Retelling Home

Blog 3-5

 

In order to tell us the story of a stereo salesman, Lionel Red Deer (whose past mistakes continue to live on in his present), a high school teacher, Alberta Frank (who wants to have a child free of the hassle of wedlock—or even, apparently, the hassle of heterosex!), and a retired professor, Eli Stands Alone (who wants to stop a dam from flooding his homeland), King must go back to the beginning of creation.

Why do you think this is so?

 

The Truth About Stories

When we first encountered King in this class (The Truth About Stories) he challenged us to look deeply at the power that “story” has to frame our entire experience of reality. In the tale of the witches’ convention, which later became our storytelling assignment, we were explicitly told that “once a story is told it cannot be called back” (King 10). Soon after this he sets up the dichotomy of creation stories, juxtaposing the ‘Western’ biblical narrative of the Garden of Eden with an Indigenous story of a woman (Charm) falling from the sky (10-22) . In no ambiguous terms, King spells out the divergent worldviews that emerge from these two distinct versions of who and where we come from. The Garden narrative, with its dry, distanced approach and its inherent hierarchies, allows a perspective where profit and self -interest are encouraged above all else (27). Whereas Charm’s story fosters a world of cooperation between humans and all the different elements of the natural world (25). King goes even further by suggesting that some stories (or perhaps ways of sharing them) not only suggest a reality but also enforce that reality with the ruthless tactics of a totalitarian dictatorship. The Garden narrative, he argues, creates a closed circuit, a one street, where sacred and profane have been so clearly defined that no escape or alternative is possible.  If you believe in the sacred truth of Adam and Eve you cannot simultaneously hold Charm’s story in that same regard (25).

 

While there are obvious difficulties to King’s argument ( the contradiction of challenging  dichotomies  by setting up one and then depending on one ,narrow interpretation of the bible), the message is clear: Stories are powerful, they are agents of creation and destruction, and we become our stories.  Going further, I don’t think King’s choice of using the example of creation stories was in any way arbitrary. When you want to know the essence of something you have to go to its source and creation was literally the source of it all (for our reality, at least).
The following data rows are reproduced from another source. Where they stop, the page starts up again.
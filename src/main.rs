use std::path::PathBuf;

use anyhow::Context;
use clap::Parser;
use cohort_match::utils::logging::print_pairs;
use cohort_match::{BalanceCalculator, MatchingConfig, MatchingContext, write_pairs_csv};
use log::{info, warn};

/// Pair treated patients with their nearest not-yet-treated controls
#[derive(Debug, Parser)]
#[command(name = "cohort-match", version, about)]
struct Cli {
    /// Input table (.csv or .parquet)
    input: PathBuf,

    /// Write matched pairs to this CSV file
    #[arg(long)]
    output: Option<PathBuf>,

    /// Write the balance report to this CSV file
    #[arg(long)]
    balance: Option<PathBuf>,

    /// Print the matching result as JSON instead of a table
    #[arg(long)]
    json: bool,

    /// Never evaluate distances in parallel
    #[arg(long)]
    sequential: bool,

    /// Show a progress bar while matching
    #[arg(long)]
    progress: bool,

    /// Absolute standardized difference above which a covariate is imbalanced
    #[arg(long, default_value_t = 0.1)]
    imbalance_threshold: f64,

    /// Fewest matched pairs needed to assess a covariate's balance
    #[arg(long, default_value_t = 2)]
    min_pairs: usize,
}

fn main() -> anyhow::Result<()> {
    env_logger::Builder::from_env(env_logger::Env::default().default_filter_or("info")).init();

    let cli = Cli::parse();

    let config = MatchingConfig::builder()
        .use_parallel(!cli.sequential)
        .show_progress(cli.progress)
        .build();
    info!("{}", config.to_string_representation());

    let context = MatchingContext::load(&cli.input, config)
        .with_context(|| format!("Failed to load data: {}", cli.input.display()))?;

    let result = context.run().context("Matching failed")?;

    if let Some(notice) = &result.exhausted {
        warn!("{notice}");
    }

    if cli.json {
        println!("{}", serde_json::to_string_pretty(&result)?);
    } else {
        print_pairs(&result);
    }

    if let Some(path) = &cli.output {
        write_pairs_csv(&result, path)
            .with_context(|| format!("Failed to write pairs to {}", path.display()))?;
        info!("Wrote {} pairs to {}", result.len(), path.display());
    }

    let report = BalanceCalculator::new()
        .with_imbalance_threshold(cli.imbalance_threshold)
        .with_min_observations(cli.min_pairs)
        .calculate_balance(&context.paired_values(&result));
    if !cli.json {
        println!();
        print!("{report}");
    }

    if let Some(path) = &cli.balance {
        report
            .write_to_csv(path)
            .with_context(|| format!("Failed to write balance report to {}", path.display()))?;
        info!("Wrote balance report to {}", path.display());
    }

    Ok(())
}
By going to the source, I believe King, was trying to warn us that these stories run incredibly deep and spread a worldview like a heart pumping blood throughout a vascular system. Ultimately, though, King does not wish to see himself as a pedagogue teaching us right from wrong but as a storyteller engaging us in a conversation and so the essay (The Truth About Stories) can only point towards what the story (Green Grass and Running Water) will eventually deliver…. 

 

Don’t Show them your mind. Show them your imagination (King 26)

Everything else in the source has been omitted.